2 Sep 2008: The Times of India
 
NEW DELHI: The Supreme Court has decided to give a fresh chance to meritorious students, who had qualified the tough medical entrance examination but did not get admission to colleges. This was after the apex court discovered that many medical and dental colleges had not reported a substantial number of seats for the 15% all-India quota.

There was virtually no hope for these students as the second counselling for the all-India quota seats in medical and dental colleges was over and there was no provision for a third counselling.

But a petition filed by a number of aspiring doctors through counsel A D N Rao stated that colleges across the country have not contributed as many as 700-odd seats this year to the all-India quota depriving many students figuring in the common entrance merit list to get their desired course and institution.

Appearing for the Centre, Additional Solicitor General Gopal Subramaniam agreed with the petitioner as the facts bore out the allegations of the petitioners — 70 out of 117 medical colleges and 22 out of 27 dental colleges have not furnished information about vacant seats.
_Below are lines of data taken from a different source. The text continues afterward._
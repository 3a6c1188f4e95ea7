use std::io::ErrorKind;
use std::path::{Path, PathBuf};

use async_trait::async_trait;

use quiz_core::import::parse_markdown_quiz;
use quiz_core::model::Question;

use super::QuestionSource;
use crate::config::DEFAULT_MAX_UPLOAD_BYTES;
use crate::error::SourceError;

const EXTENSIONS: [&str; 2] = ["md", "json"];

/// Quiz files on local disk: `<dir>/<name>.md` in the markdown quiz format, or
/// `<dir>/<name>.json` holding an array of questions.
#[derive(Clone, Debug)]
pub struct DirectoryQuestionSource {
    root: PathBuf,
    max_bytes: u64,
}

impl DirectoryQuestionSource {
    #[must_use]
    pub fn new(root: impl Into<PathBuf>) -> Self {
        Self {
            root: root.into(),
            max_bytes: DEFAULT_MAX_UPLOAD_BYTES,
        }
    }

    #[must_use]
    pub fn with_max_bytes(mut self, max_bytes: u64) -> Self {
        self.max_bytes = max_bytes;
        self
    }

    #[must_use]
    pub fn root(&self) -> &Path {
        &self.root
    }

    async fn locate(&self, identifier: &str) -> Result<(PathBuf, &'static str), SourceError> {
        let plain = !identifier.is_empty()
            && !identifier.starts_with('.')
            && !identifier.contains(['/', '\\'])
            && !identifier.contains("..");
        if !plain {
            return Err(SourceError::NotFound(identifier.to_string()));
        }

        for ext in EXTENSIONS {
            let path = self.root.join(format!("{identifier}.{ext}"));
            if tokio::fs::try_exists(&path).await.unwrap_or(false) {
                return Ok((path, ext));
            }
        }
        Err(SourceError::NotFound(identifier.to_string()))
    }

    async fn read_limited(&self, path: &Path) -> Result<String, SourceError> {
        let metadata = tokio::fs::metadata(path).await.map_err(io_error)?;
        if metadata.len() > self.max_bytes {
            return Err(SourceError::TooLarge {
                bytes: metadata.len(),
                limit: self.max_bytes,
            });
        }
        tokio::fs::read_to_string(path).await.map_err(io_error)
    }
}

fn io_error(err: std::io::Error) -> SourceError {
    match err.kind() {
        ErrorKind::NotFound => SourceError::NotFound(err.to_string()),
        ErrorKind::InvalidData => SourceError::Parse(err.to_string()),
        _ => SourceError::Unavailable(err.to_string()),
    }
}

#[async_trait]
impl QuestionSource for DirectoryQuestionSource {
    async fn fetch_questions(&self, identifier: &str) -> Result<Vec<Question>, SourceError> {
        let (path, ext) = self.locate(identifier).await?;
        let content = self.read_limited(&path).await?;
        log::debug!("loading quiz {identifier:?} from {}", path.display());

        if ext == "json" {
            return serde_json::from_str(&content)
                .map_err(|e| SourceError::Parse(format!("{}: {e}", path.display())));
        }

        let parsed = parse_markdown_quiz(&content);
        if parsed.skipped > 0 {
            log::warn!(
                "{}: skipped {} malformed question block(s)",
                path.display(),
                parsed.skipped
            );
        }
        Ok(parsed.questions)
    }

    async fn list_quizzes(&self) -> Result<Vec<String>, SourceError> {
        let mut entries = tokio::fs::read_dir(&self.root).await.map_err(io_error)?;
        let mut names = Vec::new();
        while let Some(entry) = entries.next_entry().await.map_err(io_error)? {
            let path = entry.path();
            let known = path
                .extension()
                .and_then(|ext| ext.to_str())
                .is_some_and(|ext| EXTENSIONS.contains(&ext));
            if !known {
                continue;
            }
            if let Some(stem) = path.file_stem().and_then(|s| s.to_str()) {
                names.push(stem.to_string());
            }
        }
        names.sort();
        names.dedup();
        Ok(names)
    }
}

#[cfg(test)]
mod tests {
    use super::*;

    #[tokio::test]
    async fn reads_markdown_and_json_quizzes() {
        let tmp = tempfile::tempdir().unwrap();
        let dir = tmp.path();
        std::fs::write(
            dir.join("cardio.md"),
            "1. First-line for AF rate control?\nA. Bisoprolol *\nB. Amiodarone\n",
        )
        .unwrap();
        std::fs::write(
            dir.join("renal.json"),
            r#"[{"prompt":"K+ 7.1, first step?","options":["Calcium gluconate","Insulin"],"correctIndex":0}]"#,
        )
        .unwrap();
        std::fs::write(dir.join("notes.txt"), "ignored").unwrap();

        let source = DirectoryQuestionSource::new(dir);
        assert_eq!(
            source.list_quizzes().await.unwrap(),
            vec!["cardio".to_string(), "renal".to_string()]
        );
        assert_eq!(source.fetch_questions("cardio").await.unwrap()[0].correct_index(), 0);
        assert_eq!(source.fetch_questions("renal").await.unwrap().len(), 1);
    }

    #[tokio::test]
    async fn rejects_traversal_missing_and_oversized() {
        let tmp = tempfile::tempdir().unwrap();
        let dir = tmp.path();
        std::fs::write(dir.join("big.md"), "1. Q\nA. a *\nB. b\n").unwrap();
        let source = DirectoryQuestionSource::new(dir).with_max_bytes(4);

        assert!(matches!(
            source.fetch_questions("../etc/passwd").await,
            Err(SourceError::NotFound(_))
        ));
        assert!(matches!(
            source.fetch_questions("absent").await,
            Err(SourceError::NotFound(_))
        ));
        assert!(matches!(
            source.fetch_questions("big").await,
            Err(SourceError::TooLarge { limit: 4, .. })
        ));
    }
}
Ordering an extended second counselling on September 13 and 14 for the all-India quota seats, a bench comprising Justices B N Agrawal, H S Bedi and G S Singhvi said: “We do not find any justification as to why other medical and dental colleges have not furnished the required information which they were obliged to furnish.¶

It directed the Director-General of Health Services (DGHS), which conducts the counselling, to find out the number of vacant seats from each college latest by September 5 for this academic year. “By 12th September 2008, the DGHS will see that the entire information received is compiled and thereafter, extended second counselling is done on 13th and 14th September, 2008, at Delhi,¶ the bench ordered.

This is the first time that the malpractice of hiding the vacancy position was brought up before the apex court. And this is also the first time that counselling is taking place for a substantial number of seats even after the formal completion of the second counselling for the all-India quota.

The writ petitioners had stated that the non-reporting of seats has “led to an enormous situation wherein nearly 750 to 800 seats, which should have been part of the 15% all-India Pre-Medical/Pre-Dental quota, have not been made part of the same thereby resulting in depriving petitioners and similarly placed students from opting for the said courses/institutions¶.